Review highlights over 40 PD-L1-targeting radiotracers, with non-invasive imaging feasible in 100+ cancer patients

Detecting Programmed death-ligand 1 (PD-L1) expression is crucial for guiding cancer immunotherapy, as its high expression in tumor cells and the tumor microenvironment mediates immune evasion. Conventional methods like immunohistochemistry (IHC) suffer from invasiveness, temporal and spatial heterogeneity, and lack dynamic monitoring capabilities. This creates a significant gap for precise patient selection and treatment response prediction. Molecular imaging offers a non-invasive, quantitative, and whole-body approach to assess PD-L1 expression, addressing these limitations and becoming a focal point in precision oncology.

This paper systematically reviewed the development trajectory of PD-L1-targeting radiotracers, encompassing various molecular types including monoclonal antibodies, peptides, nanobodies, aptamers, and small molecules.
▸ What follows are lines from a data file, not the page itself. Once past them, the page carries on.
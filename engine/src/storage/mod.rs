//! # Treasury Storage
//!
//! Every engine operation is a read-modify-write of one [`TreasuryRecord`].
//! Nonce assignment and signature collection are only correct if those
//! cycles never interleave for the same treasury, so the store, not the
//! caller, owns the locking:
//!
//! - [`TreasuryStore::update_with`] holds a per-treasury lock for the whole
//!   cycle and writes back only when the closure returns `Ok`.
//! - Different treasuries use different locks and never contend.
//!
//! Two backends ship with the engine: [`MemoryStore`] for tests and
//! embedding, and [`SledStore`] for persistence.

pub mod db;
pub mod memory;
pub mod record;

pub use db::SledStore;
pub use memory::MemoryStore;
pub use record::TreasuryRecord;

use uuid::Uuid;

use crate::error::{EngineError, EngineResult};

/// Transactional storage for treasury records.
pub trait TreasuryStore: Send + Sync {
    /// Stores a new record. Fails if the id is already taken.
    fn insert(&self, record: TreasuryRecord) -> EngineResult<()>;

    /// Returns a snapshot of the record.
    fn load(&self, id: Uuid) -> EngineResult<TreasuryRecord>;

    /// Snapshots of every record.
    fn list(&self) -> EngineResult<Vec<TreasuryRecord>>;

    /// Runs `f` on a working copy of the record under the treasury's lock
    /// and commits the copy only if `f` succeeds.
    fn update_with(
        &self,
        id: Uuid,
        f: &mut dyn FnMut(&mut TreasuryRecord) -> EngineResult<()>,
    ) -> EngineResult<()>;
}

/// Typed convenience over [`TreasuryStore::update_with`].
pub trait TreasuryStoreExt: TreasuryStore {
    /// All-or-nothing update returning the closure's result.
    fn update<T>(
        &self,
        id: Uuid,
        f: impl FnOnce(&mut TreasuryRecord) -> EngineResult<T>,
    ) -> EngineResult<T> {
        let mut f = Some(f);
        let mut output = None;
        self.update_with(id, &mut |record| {
            let f = f
                .take()
                .ok_or_else(|| EngineError::Storage("update closure ran twice".into()))?;
            output = Some(f(record)?);
            Ok(())
        })?;
        output.ok_or_else(|| EngineError::Storage("update closure did not run".into()))
    }
}

impl<S: TreasuryStore + ?Sized> TreasuryStoreExt for S {}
The review summarized their targeting performance, pharmacokinetics, imaging efficacy, and safety profiles across both preclinical and clinical studies. It also compared the advantages and suitable applications of different tracer types, and analyzed current challenges in the field, such as the absence of standardized evaluation criteria and issues with clinical translation.
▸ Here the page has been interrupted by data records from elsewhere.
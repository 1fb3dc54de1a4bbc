//! # Safe Transaction Hash
//!
//! The EIP-712 digest that Safe owners sign:
//!
//! ```text
//!   domainSeparator = hashStruct(EIP712Domain { chainId, verifyingContract: safe })
//!   structHash      = hashStruct(SafeTx { to, value, data, operation, safeTxGas,
//!                                         baseGas, gasPrice, gasToken,
//!                                         refundReceiver, nonce })
//!   safeTxHash      = keccak256(0x19 ‖ 0x01 ‖ domainSeparator ‖ structHash)
//! ```
//!
//! The engine never estimates gas or pays refunds, so `safeTxGas`, `baseGas`,
//! `gasPrice`, `gasToken` and `refundReceiver` are always zero.

use alloy_primitives::{Address as PrimitiveAddress, Bytes, B256, U256};
use alloy_sol_types::{Eip712Domain, SolStruct};

use crate::codec::address::{Address, TxHash};
use crate::codec::WeiAmount;

use super::types::Operation;

mod eip712 {
    alloy_sol_types::sol! {
        struct SafeTx {
            address to;
            uint256 value;
            bytes data;
            uint8 operation;
            uint256 safeTxGas;
            uint256 baseGas;
            uint256 gasPrice;
            address gasToken;
            address refundReceiver;
            uint256 nonce;
        }
    }
}

/// The fields of a `SafeTx` that vary between transactions.
#[derive(Debug, Clone, Copy)]
pub struct SafeTx<'a> {
    /// Destination.
    pub to: &'a Address,
    /// Amount in wei.
    pub value: &'a WeiAmount,
    /// Raw call data.
    pub data: &'a [u8],
    /// Call or delegatecall.
    pub operation: Operation,
    /// Safe nonce.
    pub nonce: u64,
}

impl SafeTx<'_> {
    fn to_sol(self) -> eip712::SafeTx {
        eip712::SafeTx {
            to: self.to.to_primitive(),
            value: self.value.to_u256(),
            data: Bytes::copy_from_slice(self.data),
            operation: self.operation.as_u8(),
            safeTxGas: U256::ZERO,
            baseGas: U256::ZERO,
            gasPrice: U256::ZERO,
            gasToken: PrimitiveAddress::ZERO,
            refundReceiver: PrimitiveAddress::ZERO,
            nonce: U256::from(self.nonce),
        }
    }
}

/// EIP-712 domain of a Safe on `chain_id`: chain id and verifying contract,
/// no name, version or salt.
pub fn domain(chain_id: u64, safe: &Address) -> Eip712Domain {
    Eip712Domain::new(
        None,
        None,
        Some(U256::from(chain_id)),
        Some(safe.to_primitive()),
        None,
    )
}

/// EIP-712 domain separator for a Safe on `chain_id`.
pub fn domain_separator(chain_id: u64, safe: &Address) -> B256 {
    domain(chain_id, safe).separator()
}

/// EIP-712 struct hash of `tx`.
pub fn struct_hash(tx: &SafeTx<'_>) -> B256 {
    tx.to_sol().eip712_hash_struct()
}

/// The hash owners sign to approve `tx` on the Safe at `safe`.
pub fn safe_tx_hash(chain_id: u64, safe: &Address, tx: &SafeTx<'_>) -> TxHash {
    TxHash::from(tx.to_sol().eip712_signing_hash(&domain(chain_id, safe)))
}

#[cfg(test)]
mod tests {
    use super::*;
    use crate::config::{CHAIN_ID_MAINNET, CHAIN_ID_SEPOLIA, DOMAIN_SEPARATOR_TYPE, SAFE_TX_TYPE};
    use crate::safe::decoder::ConfigChange;
    use alloy_primitives::keccak256;

    fn fixed(byte: u8) -> Address {
        Address::from_bytes([byte; 20])
    }

    fn word(bytes: &[u8]) -> [u8; 32] {
        let mut out = [0u8; 32];
        out[32 - bytes.len()..].copy_from_slice(bytes);
        out
    }

    #[test]
    fn ether_transfer_hash() {
        let value = WeiAmount::parse("value", "1000000000000000000").unwrap();
        let tx = SafeTx {
            to: &fixed(0x22),
            value: &value,
            data: &[],
            operation: Operation::Call,
            nonce: 0,
        };
        assert_eq!(
            safe_tx_hash(CHAIN_ID_MAINNET, &fixed(0x11), &tx).to_string(),
            "0x8cd8fe6e0e307b5a96de2dedfdb14614a9e62c0cca1377a6ee2de554d15ba4ec"
        );
    }

    #[test]
    fn change_threshold_hash() {
        let data = ConfigChange::ChangeThreshold { threshold: 2 }.encode();
        let value = WeiAmount::zero();
        let tx = SafeTx {
            to: &fixed(0x22),
            value: &value,
            data: &data,
            operation: Operation::Call,
            nonce: 5,
        };
        assert_eq!(
            safe_tx_hash(CHAIN_ID_SEPOLIA, &fixed(0x11), &tx).to_string(),
            "0xc6e8b7b8976c680da6e78c98ff72998529bd8b9b7f87019177c571ae95f0b5ab"
        );
    }

    #[test]
    fn type_strings_match_the_safe_contract() {
        assert_eq!(eip712::SafeTx::eip712_encode_type(), SAFE_TX_TYPE);

        let mut preimage = keccak256(DOMAIN_SEPARATOR_TYPE.as_bytes()).to_vec();
        preimage.extend_from_slice(&word(&CHAIN_ID_SEPOLIA.to_be_bytes()));
        preimage.extend_from_slice(&word(&fixed(0x11).to_bytes()));
        assert_eq!(
            domain_separator(CHAIN_ID_SEPOLIA, &fixed(0x11)),
            keccak256(&preimage)
        );
    }

    #[test]
    fn hash_is_bound_to_chain_and_safe() {
        let value = WeiAmount::zero();
        let tx = SafeTx {
            to: &fixed(0x22),
            value: &value,
            data: &[],
            operation: Operation::Call,
            nonce: 0,
        };
        let base = safe_tx_hash(CHAIN_ID_MAINNET, &fixed(0x11), &tx);
        assert_ne!(base, safe_tx_hash(CHAIN_ID_SEPOLIA, &fixed(0x11), &tx));
        assert_ne!(base, safe_tx_hash(CHAIN_ID_MAINNET, &fixed(0x33), &tx));
        assert_ne!(struct_hash(&tx), B256::ZERO);
    }
}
The review identified that > 40 PD-L1-targeting tracers have undergone preclinical or clinical validation, demonstrating the breadth of research in this area. Non-invasive imaging using these tracers has been shown to be feasible in over 100 cancer patients, providing early evidence for their clinical utility. The paper compared the diverse targeting performance and pharmacokinetics of different tracer types, from large monoclonal antibodies to smaller peptides and small molecules, highlighting their varied applications. Challenges identified include the lack of evaluation standards, issues with tumor heterogeneity, insufficient clinical translation, and a scarcity of multicenter data. > Early data strongly support further in-depth research and clinical translation in the field of PD-L1-targeted molecular imaging, underscoring its potential.